> TASK GOAL: Among the records below, find the line that has "filename core/src/helpers/env.rs"; from there, give the lines again exactly, and stop after the line that has "pub mod postgres;".

> Stored items:

━━━━━━━━━━━━━━━━

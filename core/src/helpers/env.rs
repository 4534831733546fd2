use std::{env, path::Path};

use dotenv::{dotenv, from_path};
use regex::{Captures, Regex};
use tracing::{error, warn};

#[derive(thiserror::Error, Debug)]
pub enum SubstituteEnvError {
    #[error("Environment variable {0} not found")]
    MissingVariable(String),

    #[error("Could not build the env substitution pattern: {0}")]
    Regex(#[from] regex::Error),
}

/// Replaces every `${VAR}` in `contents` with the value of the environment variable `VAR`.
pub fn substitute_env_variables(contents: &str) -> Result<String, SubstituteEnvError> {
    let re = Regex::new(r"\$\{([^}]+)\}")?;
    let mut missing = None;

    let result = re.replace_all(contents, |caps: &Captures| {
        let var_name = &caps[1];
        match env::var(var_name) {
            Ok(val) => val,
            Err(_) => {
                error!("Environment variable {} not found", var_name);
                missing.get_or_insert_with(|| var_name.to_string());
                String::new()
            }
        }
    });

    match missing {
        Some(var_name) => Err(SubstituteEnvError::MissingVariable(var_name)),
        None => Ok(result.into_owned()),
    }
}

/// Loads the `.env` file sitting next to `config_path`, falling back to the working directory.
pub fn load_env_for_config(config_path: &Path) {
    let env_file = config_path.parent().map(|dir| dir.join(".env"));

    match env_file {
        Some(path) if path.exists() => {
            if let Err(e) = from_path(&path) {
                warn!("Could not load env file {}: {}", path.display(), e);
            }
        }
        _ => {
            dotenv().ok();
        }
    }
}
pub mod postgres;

━━━━━━━━━━━━━━━━

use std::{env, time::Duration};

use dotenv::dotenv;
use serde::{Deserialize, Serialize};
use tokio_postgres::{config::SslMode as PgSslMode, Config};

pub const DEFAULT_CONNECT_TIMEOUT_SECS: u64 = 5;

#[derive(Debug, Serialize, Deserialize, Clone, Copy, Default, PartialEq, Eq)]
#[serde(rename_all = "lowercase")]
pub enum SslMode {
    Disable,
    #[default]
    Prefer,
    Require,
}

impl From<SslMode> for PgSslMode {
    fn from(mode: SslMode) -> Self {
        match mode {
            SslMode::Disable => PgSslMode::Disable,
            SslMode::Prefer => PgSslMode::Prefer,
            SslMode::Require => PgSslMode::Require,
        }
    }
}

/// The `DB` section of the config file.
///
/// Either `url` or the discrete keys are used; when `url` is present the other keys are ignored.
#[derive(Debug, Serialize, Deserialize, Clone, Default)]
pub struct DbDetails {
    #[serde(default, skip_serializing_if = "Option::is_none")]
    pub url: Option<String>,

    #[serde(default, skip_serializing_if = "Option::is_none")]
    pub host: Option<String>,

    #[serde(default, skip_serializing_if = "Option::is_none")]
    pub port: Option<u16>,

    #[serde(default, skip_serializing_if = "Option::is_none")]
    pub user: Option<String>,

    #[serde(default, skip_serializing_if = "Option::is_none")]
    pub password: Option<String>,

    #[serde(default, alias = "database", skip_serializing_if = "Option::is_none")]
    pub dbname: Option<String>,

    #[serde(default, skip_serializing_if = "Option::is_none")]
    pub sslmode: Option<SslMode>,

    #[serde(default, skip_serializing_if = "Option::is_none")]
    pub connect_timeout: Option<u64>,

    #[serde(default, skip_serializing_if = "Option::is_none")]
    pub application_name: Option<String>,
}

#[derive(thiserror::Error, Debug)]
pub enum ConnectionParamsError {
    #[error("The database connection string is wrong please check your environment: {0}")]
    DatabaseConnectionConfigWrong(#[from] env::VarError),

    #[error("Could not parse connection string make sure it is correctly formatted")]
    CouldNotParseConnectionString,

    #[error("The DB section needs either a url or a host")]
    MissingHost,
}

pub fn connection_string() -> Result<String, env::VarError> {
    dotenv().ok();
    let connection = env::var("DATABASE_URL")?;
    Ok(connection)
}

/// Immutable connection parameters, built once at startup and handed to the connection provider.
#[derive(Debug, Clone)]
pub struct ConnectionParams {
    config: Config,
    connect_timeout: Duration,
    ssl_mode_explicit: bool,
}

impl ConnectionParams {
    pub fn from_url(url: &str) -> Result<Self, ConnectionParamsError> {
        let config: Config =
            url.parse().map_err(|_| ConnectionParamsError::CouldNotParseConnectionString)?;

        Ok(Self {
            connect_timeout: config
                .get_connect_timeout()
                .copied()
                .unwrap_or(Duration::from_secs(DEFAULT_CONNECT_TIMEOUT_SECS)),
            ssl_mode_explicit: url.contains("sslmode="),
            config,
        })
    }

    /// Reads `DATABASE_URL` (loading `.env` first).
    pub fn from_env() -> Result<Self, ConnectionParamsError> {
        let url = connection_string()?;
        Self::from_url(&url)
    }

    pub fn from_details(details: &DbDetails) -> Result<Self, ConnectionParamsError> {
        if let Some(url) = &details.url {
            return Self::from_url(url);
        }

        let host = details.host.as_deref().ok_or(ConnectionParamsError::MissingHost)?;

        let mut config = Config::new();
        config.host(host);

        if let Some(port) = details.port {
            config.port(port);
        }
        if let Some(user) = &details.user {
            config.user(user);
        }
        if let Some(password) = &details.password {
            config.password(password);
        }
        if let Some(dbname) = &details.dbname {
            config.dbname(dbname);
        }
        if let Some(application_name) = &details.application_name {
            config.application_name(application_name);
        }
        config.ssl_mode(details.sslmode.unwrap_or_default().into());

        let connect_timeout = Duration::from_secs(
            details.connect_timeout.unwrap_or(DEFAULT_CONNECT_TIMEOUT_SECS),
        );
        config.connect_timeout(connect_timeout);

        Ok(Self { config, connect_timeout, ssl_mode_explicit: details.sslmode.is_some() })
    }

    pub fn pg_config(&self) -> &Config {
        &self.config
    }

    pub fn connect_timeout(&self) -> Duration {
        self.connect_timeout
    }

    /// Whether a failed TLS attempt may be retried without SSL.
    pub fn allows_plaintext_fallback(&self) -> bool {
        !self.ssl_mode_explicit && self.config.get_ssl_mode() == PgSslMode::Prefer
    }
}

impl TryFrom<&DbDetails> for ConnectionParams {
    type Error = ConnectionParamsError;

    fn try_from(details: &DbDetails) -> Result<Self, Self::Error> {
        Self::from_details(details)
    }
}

━━━━━━━━━━━━━━━━

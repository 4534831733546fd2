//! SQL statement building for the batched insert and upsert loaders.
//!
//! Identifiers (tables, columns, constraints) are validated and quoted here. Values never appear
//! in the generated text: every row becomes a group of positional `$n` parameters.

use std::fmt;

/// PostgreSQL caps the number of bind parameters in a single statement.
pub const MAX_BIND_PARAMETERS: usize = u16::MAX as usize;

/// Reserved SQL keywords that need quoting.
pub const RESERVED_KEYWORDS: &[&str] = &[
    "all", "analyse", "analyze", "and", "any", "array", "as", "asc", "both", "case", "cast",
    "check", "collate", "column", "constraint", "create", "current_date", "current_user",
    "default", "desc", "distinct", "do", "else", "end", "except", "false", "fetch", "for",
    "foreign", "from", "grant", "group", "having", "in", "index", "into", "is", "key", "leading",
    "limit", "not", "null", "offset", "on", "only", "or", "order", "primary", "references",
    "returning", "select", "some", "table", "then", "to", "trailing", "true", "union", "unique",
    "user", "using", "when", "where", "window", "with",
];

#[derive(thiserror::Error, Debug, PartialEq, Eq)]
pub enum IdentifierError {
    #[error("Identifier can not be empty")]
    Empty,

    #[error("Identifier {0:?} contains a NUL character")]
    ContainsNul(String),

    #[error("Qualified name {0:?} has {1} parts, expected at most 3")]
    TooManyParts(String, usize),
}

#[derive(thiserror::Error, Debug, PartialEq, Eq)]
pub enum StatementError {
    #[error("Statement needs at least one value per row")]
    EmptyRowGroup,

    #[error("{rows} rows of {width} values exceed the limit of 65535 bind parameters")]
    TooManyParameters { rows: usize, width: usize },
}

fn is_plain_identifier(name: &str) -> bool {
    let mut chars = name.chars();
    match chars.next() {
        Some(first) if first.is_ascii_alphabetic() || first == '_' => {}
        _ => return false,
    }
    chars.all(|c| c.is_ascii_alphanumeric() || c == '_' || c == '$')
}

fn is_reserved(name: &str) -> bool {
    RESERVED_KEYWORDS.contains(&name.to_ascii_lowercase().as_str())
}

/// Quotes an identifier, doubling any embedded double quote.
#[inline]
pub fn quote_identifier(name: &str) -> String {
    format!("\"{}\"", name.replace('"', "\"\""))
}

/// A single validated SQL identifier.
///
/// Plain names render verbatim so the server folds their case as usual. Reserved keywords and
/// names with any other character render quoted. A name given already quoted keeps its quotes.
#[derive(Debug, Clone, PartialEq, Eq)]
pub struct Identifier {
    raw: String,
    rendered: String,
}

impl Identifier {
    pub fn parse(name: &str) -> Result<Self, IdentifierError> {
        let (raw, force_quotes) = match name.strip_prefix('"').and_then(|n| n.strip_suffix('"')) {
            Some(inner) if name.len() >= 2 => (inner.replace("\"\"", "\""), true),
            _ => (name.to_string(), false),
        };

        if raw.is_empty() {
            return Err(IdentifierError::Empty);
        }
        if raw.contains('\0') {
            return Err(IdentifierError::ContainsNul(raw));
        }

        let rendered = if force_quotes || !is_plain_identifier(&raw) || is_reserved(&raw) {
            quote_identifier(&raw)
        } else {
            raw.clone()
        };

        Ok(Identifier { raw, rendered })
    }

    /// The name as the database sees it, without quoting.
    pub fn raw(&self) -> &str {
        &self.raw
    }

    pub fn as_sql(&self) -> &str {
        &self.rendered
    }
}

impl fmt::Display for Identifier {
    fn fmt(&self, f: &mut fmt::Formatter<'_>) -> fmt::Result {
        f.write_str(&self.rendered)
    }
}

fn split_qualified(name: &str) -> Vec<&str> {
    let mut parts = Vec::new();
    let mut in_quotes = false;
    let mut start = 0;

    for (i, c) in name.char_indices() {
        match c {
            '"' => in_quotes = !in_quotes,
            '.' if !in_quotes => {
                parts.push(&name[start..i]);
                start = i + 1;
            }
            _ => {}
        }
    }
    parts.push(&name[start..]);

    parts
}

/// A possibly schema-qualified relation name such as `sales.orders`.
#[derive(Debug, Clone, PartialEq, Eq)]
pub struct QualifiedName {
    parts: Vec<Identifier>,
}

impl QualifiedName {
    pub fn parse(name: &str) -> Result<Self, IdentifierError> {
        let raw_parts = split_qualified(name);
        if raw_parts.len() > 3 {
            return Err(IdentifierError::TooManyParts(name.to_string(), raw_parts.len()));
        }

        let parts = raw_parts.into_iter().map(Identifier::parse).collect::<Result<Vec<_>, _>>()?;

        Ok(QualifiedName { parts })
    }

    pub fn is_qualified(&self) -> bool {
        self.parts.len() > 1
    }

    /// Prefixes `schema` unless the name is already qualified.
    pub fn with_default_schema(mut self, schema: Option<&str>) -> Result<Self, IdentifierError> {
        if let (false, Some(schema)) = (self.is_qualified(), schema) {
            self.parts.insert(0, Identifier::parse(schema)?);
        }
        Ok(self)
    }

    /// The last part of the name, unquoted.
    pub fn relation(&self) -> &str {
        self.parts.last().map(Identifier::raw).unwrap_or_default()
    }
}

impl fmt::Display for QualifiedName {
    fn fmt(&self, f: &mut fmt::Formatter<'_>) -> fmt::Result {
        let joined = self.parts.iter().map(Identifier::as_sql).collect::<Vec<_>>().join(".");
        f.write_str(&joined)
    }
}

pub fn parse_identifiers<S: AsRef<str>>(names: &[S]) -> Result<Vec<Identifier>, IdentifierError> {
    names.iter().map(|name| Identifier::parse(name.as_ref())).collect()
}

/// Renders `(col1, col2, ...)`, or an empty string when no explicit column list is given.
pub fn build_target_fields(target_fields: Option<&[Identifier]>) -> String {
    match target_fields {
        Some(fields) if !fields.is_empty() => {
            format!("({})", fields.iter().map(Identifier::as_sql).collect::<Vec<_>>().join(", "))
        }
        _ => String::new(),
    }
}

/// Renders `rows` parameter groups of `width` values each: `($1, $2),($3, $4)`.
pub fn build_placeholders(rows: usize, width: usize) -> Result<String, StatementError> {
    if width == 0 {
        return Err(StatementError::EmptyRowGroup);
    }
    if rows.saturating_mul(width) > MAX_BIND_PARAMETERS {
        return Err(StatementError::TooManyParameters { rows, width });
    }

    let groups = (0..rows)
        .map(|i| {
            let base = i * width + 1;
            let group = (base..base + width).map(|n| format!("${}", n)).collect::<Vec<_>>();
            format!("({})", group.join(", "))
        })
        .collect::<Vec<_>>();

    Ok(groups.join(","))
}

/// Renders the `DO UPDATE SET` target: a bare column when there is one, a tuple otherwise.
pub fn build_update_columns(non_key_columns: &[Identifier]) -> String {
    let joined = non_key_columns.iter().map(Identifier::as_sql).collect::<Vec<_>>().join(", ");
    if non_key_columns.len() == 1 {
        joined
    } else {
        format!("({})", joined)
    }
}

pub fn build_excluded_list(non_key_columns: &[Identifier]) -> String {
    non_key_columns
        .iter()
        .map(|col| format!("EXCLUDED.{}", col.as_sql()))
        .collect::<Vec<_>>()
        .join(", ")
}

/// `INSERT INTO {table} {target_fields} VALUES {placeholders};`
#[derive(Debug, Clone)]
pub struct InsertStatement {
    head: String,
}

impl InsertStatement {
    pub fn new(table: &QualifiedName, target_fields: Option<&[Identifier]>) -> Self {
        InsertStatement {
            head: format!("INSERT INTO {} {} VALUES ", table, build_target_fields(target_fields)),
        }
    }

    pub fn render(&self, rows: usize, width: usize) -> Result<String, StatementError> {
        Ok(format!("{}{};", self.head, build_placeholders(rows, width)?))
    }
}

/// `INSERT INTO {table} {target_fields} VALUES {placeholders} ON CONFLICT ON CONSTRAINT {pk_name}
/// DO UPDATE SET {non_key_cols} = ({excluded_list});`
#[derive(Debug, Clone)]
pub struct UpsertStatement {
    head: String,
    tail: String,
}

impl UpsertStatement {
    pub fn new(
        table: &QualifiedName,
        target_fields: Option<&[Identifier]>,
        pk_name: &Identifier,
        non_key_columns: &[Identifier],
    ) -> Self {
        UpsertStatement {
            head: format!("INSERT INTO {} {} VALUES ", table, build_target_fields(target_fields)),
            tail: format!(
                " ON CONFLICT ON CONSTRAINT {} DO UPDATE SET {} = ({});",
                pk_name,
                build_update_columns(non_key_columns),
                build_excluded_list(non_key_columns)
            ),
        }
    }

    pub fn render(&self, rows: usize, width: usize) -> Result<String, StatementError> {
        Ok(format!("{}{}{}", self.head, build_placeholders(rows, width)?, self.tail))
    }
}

━━━━━━━━━━━━━━━━

> SOLVED PROBLEM:
filename core/src/helpers/env.rs
repository 4534831733546fd2
use std::{env, path::Path};

use dotenv::{dotenv, from_path};
use regex::{Captures, Regex};
use tracing::{error, warn};

#[derive(thiserror::Error, Debug)]
pub enum SubstituteEnvError {
    #[error("Environment variable {0} not found")]
    MissingVariable(String),

    #[error("Could not build the env substitution pattern: {0}")]
    Regex(#[from] regex::Error),
}

/// Replaces every `${VAR}` in `contents` with the value of the environment variable `VAR`.
pub fn substitute_env_variables(contents: &str) -> Result<String, SubstituteEnvError> {
    let re = Regex::new(r"\$\{([^}]+)\}")?;
    let mut missing = None;

    let result = re.replace_all(contents, |caps: &Captures| {
        let var_name = &caps[1];
        match env::var(var_name) {
            Ok(val) => val,
            Err(_) => {
                error!("Environment variable {} not found", var_name);
                missing.get_or_insert_with(|| var_name.to_string());
                String::new()
            }
        }
    });

    match missing {
        Some(var_name) => Err(SubstituteEnvError::MissingVariable(var_name)),
        None => Ok(result.into_owned()),
    }
}

/// Loads the `.env` file sitting next to `config_path`, falling back to the working directory.
pub fn load_env_for_config(config_path: &Path) {
    let env_file = config_path.parent().map(|dir| dir.join(".env"));

    match env_file {
        Some(path) if path.exists() => {
            if let Err(e) = from_path(&path) {
                warn!("Could not load env file {}: {}", path.display(), e);
            }
        }
        _ => {
            dotenv().ok();
        }
    }
}
pub mod postgres;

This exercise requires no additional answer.